Depuis des mois, c'est le vide juridique pour les habitants d'une localité coupée en deux
Entre les bombardements et le froid dans l'est de l'Ukraine, rendre visite à un parent peut prendre toute une journée.
ZHOVANKA (Ukraine) – Doucement inclinée, la ville se détache de la crête dans un ciel bleu d’hiver. Les gens descendent la colline, apparemment peu incommodés par le crépitement discontinu des tirs derrière eux.
La ville est Zhovanka. Elle est embourbée dans un conflit qui l’a presque coupée en deux.
La ligne divisant le secteur gouvernemental de l’Ukraine du secteur non gouvernemental suit la courbe de la crête.
Elle a séparé Svetlana Brytska de son père âgé de 84 ans.
« Il est de l’autre côté de la crête, dit‑elle. Avant, c’était à 15 minutes à pied. Aujourd’hui, c’est à une demi-journée, et il faut franchir la ligne de démarcation. J’essaie d’y aller une fois par semaine, mais je reste tard. Il est malade. Il a récemment fait un infarctus. Mais il ne veut pas venir vivre avec moi. »
Il ne veut pas partir parce que le cimetière où repose sa femme est situé du côté où se trouve sa maison.
« Il dit qu’il est né là-bas et qu’il mourra là-bas. Beaucoup de personnes âgées ne veulent pas partir et être enterrées n’importe où. Elles veulent être enterrées comme lui, près de leur femme et des membres de leur famille. C’est ce qu’il veut », dit-elle.
Les 247 personnes qui vivent toujours dans la zone gouvernementale de Zhovanka ont passé des mois perdues dans un vide juridique l’année dernière. En effet, au milieu de 2015, les Ukrainiens ont ramené la ligne de démarcation à un point qui traverse leur ville mais, pour une raison quelconque, le secteur sous contrôle gouvernemental n’avait pas été enregistré à Kiev.
« Pendant des mois, jusqu’en décembre 2015, nous étions ici avec rien, dit Svetlana. Nous avions l’impression que personne ne savait où se trouvait Zhovanka. »

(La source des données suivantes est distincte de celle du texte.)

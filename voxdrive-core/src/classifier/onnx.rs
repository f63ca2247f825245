//! ONNX Runtime classifier backend.
//!
//! The artifact is a small dense softmax network exported by the training
//! pipeline: one f32 input of shape `[1, 60]`, one probability row over
//! the vocabulary. Input and output names are read from the model itself,
//! so export-tool naming differences don't matter.

use std::path::{Path, PathBuf};

use ndarray::Array2;
use ort::ep;
use ort::session::builder::{GraphOptimizationLevel, SessionBuilder};
use ort::session::Session;
use ort::value::Value;
use tracing::{debug, info};

use crate::classifier::CommandModel;
use crate::error::{Result, VoxdriveError};

pub struct OnnxClassifier {
    model_path: PathBuf,
    input_dim: usize,
    session: Option<Session>,
    input_name: String,
    output_name: String,
}

impl OnnxClassifier {
    /// Lazily constructed; nothing loads until [`CommandModel::warm_up`].
    pub fn new(model_path: impl Into<PathBuf>, input_dim: usize) -> Self {
        Self {
            model_path: model_path.into(),
            input_dim,
            session: None,
            input_name: String::new(),
            output_name: String::new(),
        }
    }
}

fn create_session(path: &Path) -> Result<Session> {
    // The network is tiny; a couple of threads is already overkill.
    let intra_threads = std::thread::available_parallelism()
        .map(|n| n.get())
        .unwrap_or(2)
        .clamp(1, 4);
    SessionBuilder::new()
        .map_err(|e| VoxdriveError::OnnxSession(e.to_string()))?
        .with_intra_threads(intra_threads)
        .map_err(|e| VoxdriveError::OnnxSession(e.to_string()))?
        .with_optimization_level(GraphOptimizationLevel::All)
        .map_err(|e| VoxdriveError::OnnxSession(e.to_string()))?
        .with_execution_providers([ep::CPU::default().build()])
        .map_err(|e| VoxdriveError::OnnxSession(e.to_string()))?
        .commit_from_file(path)
        .map_err(|e| VoxdriveError::OnnxSession(e.to_string()))
}

impl CommandModel for OnnxClassifier {
    fn warm_up(&mut self) -> Result<()> {
        if !self.model_path.exists() {
            return Err(VoxdriveError::ModelNotFound {
                path: self.model_path.clone(),
            });
        }
        info!(path = %self.model_path.display(), "loading classifier artifact");
        let session = create_session(&self.model_path)?;

        self.input_name = session
            .inputs()
            .iter()
            .next()
            .map(|input| input.name().to_string())
            .ok_or_else(|| VoxdriveError::ModelLoad("classifier model has no inputs".into()))?;
        self.output_name = session
            .outputs()
            .iter()
            .next()
            .map(|output| output.name().to_string())
            .ok_or_else(|| VoxdriveError::ModelLoad("classifier model has no outputs".into()))?;
        debug!(
            input = %self.input_name,
            output = %self.output_name,
            "classifier tensor names resolved"
        );
        self.session = Some(session);

        // Dummy forward pass so the first real clip pays no load cost.
        let dummy = vec![0.0f32; self.input_dim];
        let classes = self.infer(&dummy)?.len();
        info!(classes, dim = self.input_dim, "classifier ready");
        Ok(())
    }

    fn infer(&mut self, features: &[f32]) -> Result<Vec<f32>> {
        if features.len() != self.input_dim {
            return Err(VoxdriveError::Inference(format!(
                "expected {} features, got {}",
                self.input_dim,
                features.len()
            )));
        }
        let Some(session) = self.session.as_mut() else {
            return Err(VoxdriveError::OnnxSession(
                "model not loaded — call warm_up()".into(),
            ));
        };

        let input = Array2::from_shape_vec((1, features.len()), features.to_vec())
            .map_err(|e| VoxdriveError::Inference(e.to_string()))?;
        let value = Value::from_array(input)
            .map_err(|e: ort::Error| VoxdriveError::OnnxSession(e.to_string()))?;

        let outputs = session
            .run(ort::inputs![self.input_name.as_str() => value])
            .map_err(|e| VoxdriveError::OnnxSession(e.to_string()))?;
        let (_, data) = outputs[self.output_name.as_str()]
            .try_extract_tensor::<f32>()
            .map_err(|e| VoxdriveError::OnnxSession(e.to_string()))?;

        // Both [n] and [1, n] exports flatten to the same row.
        Ok(data.to_vec())
    }
}
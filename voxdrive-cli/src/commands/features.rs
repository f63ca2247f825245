//! `voxdrive features` — featurize a dataset and fit the scaler.
//!
//! Walks the layout `voxdrive record` produces, extracts one feature
//! vector per take, fits the scaler on the whole set, and writes two
//! artifacts: `scaler.json` (loaded by `voxdrive listen`) and
//! `features.csv` (scaled vectors, one row per take, for training the
//! classifier offline).

use std::fmt::Write as _;
use std::fs;
use std::path::PathBuf;

use anyhow::{bail, Context};
use clap::Args;
use tracing::{info, warn};

use voxdrive_core::{
    audio::wav::load_clip, EngineConfig, FeatureExtractor, FeatureScaler, SilencePolicy,
    Vocabulary, FEATURE_DIM,
};

use crate::commands::label_slug;

#[derive(Args)]
pub struct FeaturesArgs {
    /// Dataset root produced by `voxdrive record`
    #[arg(long, default_value = "dataset")]
    dataset: PathBuf,

    /// Output directory for scaler.json and features.csv
    #[arg(long, default_value = "artifacts")]
    out: PathBuf,

    /// Trim threshold in dB below the clip peak
    #[arg(long, default_value = "25.0")]
    top_db: f32,

    /// Featurize untrimmed audio instead of skipping silent takes
    #[arg(long)]
    keep_going: bool,
}

pub fn run(args: FeaturesArgs) -> anyhow::Result<()> {
    let sample_rate = EngineConfig::default().sample_rate;
    let policy = if args.keep_going {
        SilencePolicy::FallBackToUntrimmed
    } else {
        SilencePolicy::Reject
    };
    let extractor = FeatureExtractor::new(sample_rate, args.top_db, policy);
    let vocab = Vocabulary::default();

    let mut rows: Vec<(String, Vec<f32>)> = Vec::new();
    for label in vocab.labels() {
        let dir = args.dataset.join(label_slug(label));
        if !dir.is_dir() {
            warn!(label = %label, dir = %dir.display(), "no takes for this label");
            continue;
        }

        let mut files: Vec<PathBuf> = fs::read_dir(&dir)
            .with_context(|| format!("reading {}", dir.display()))?
            .filter_map(|entry| entry.ok().map(|e| e.path()))
            .filter(|path| path.extension().is_some_and(|ext| ext == "wav"))
            .collect();
        files.sort();

        let before = rows.len();
        for file in files {
            match load_clip(&file, sample_rate).and_then(|clip| extractor.extract(&clip)) {
                Ok(vector) => rows.push((label.to_string(), vector)),
                Err(e) => warn!(file = %file.display(), error = %e, "take skipped"),
            }
        }
        info!(label = %label, takes = rows.len() - before, "label featurized");
    }

    if rows.is_empty() {
        bail!("no usable takes under {}", args.dataset.display());
    }

    let vectors: Vec<Vec<f32>> = rows.iter().map(|(_, v)| v.clone()).collect();
    let scaler = FeatureScaler::fit(&vectors)?;

    fs::create_dir_all(&args.out)
        .with_context(|| format!("creating {}", args.out.display()))?;

    let scaler_path = args.out.join("scaler.json");
    scaler.save(&scaler_path)?;

    let csv_path = args.out.join("features.csv");
    let mut csv = String::from("label");
    for i in 0..FEATURE_DIM {
        let _ = write!(csv, ",f{i:02}");
    }
    csv.push('\n');
    for (label, vector) in &rows {
        let scaled = scaler.transform(vector)?;
        csv.push_str(label);
        for value in scaled {
            let _ = write!(csv, ",{value}");
        }
        csv.push('\n');
    }
    fs::write(&csv_path, csv).with_context(|| format!("writing {}", csv_path.display()))?;

    info!(takes = rows.len(), scaler = %scaler_path.display(), "artifacts written");
    println!(
        "fitted scaler on {} takes; artifacts in {}",
        rows.len(),
        args.out.display()
    );
    Ok(())
}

Rien ici signifie absence de transport hors de la ville et, surtout, absence de carburant.
« Nous avions l’impression que personne ne savait où se trouvait Zhovanka. »
Fin décembre, alors que le thermomètre descendait au‑dessous de zéro, Svetlana a commencé à téléphoner à des ONG et à des organismes d’aide humanitaire pour les supplier d’intervenir. Les gens brûlaient tout ce qui leur tombait sous la main, y compris leurs vêtements, pour se réchauffer.
Au début du mois de janvier, le HCR a pu distribuer 100 tonnes de charbon aux résidents en proie à de grandes difficultés.
« L’intervention a été extrêmement utile, dit Svetlana. Jusqu’à ce qu’on nous isole complètement. »
Ce n’est que plusieurs mois plus tard, et après l’adoption d’une loi par le Parlement ukrainien, que Svetlana et les autres personnes vivant de son côté de la crête ont officiellement été reconnues comme des habitants du secteur gouvernemental. Les personnes âgées allaient enfin pouvoir s’inscrire pour toucher leur pension.
Depuis le mois de septembre, il y a une liaison par car deux fois par semaine jusqu’à la ville de Bakhmut, où les résidents peuvent récupérer leur pension et acheter les produits dont ils ont besoin.
Tamara Timofeevna et les neuf membres de sa famille vivent en plein sur la crête. Ils vivent au milieu des obus et des balles. Ils sont privés d’électricité depuis plusieurs mois.
« Ils nous tirent dessus et nous n’avons pas de lumière », dit‑elle. La famille vit dans deux maisons, avec une chèvre et des pommes de terre.
« Où pourrions‑nous aller sinon ? demande Tamara. Je devrais trouver un appartement, mais avec ma pension, je ne pourrais pas. »
Sa petite‑fille, qui s’appelle aussi Tamara, montre fièrement cinq doigts lorsqu’on lui demande son âge. Elle est bien habillée et elle sourit ; la descente de la colline est une excursion joyeuse. Elle dit qu’elle apprend à écrire à la maison et elle sait ce qu’elle doit faire lorsque les obus commencent à tomber.
« Je me cache là où il n’y a aucune fenêtre. J’espère que la paix viendra et qu’ils cesseront de tirer. »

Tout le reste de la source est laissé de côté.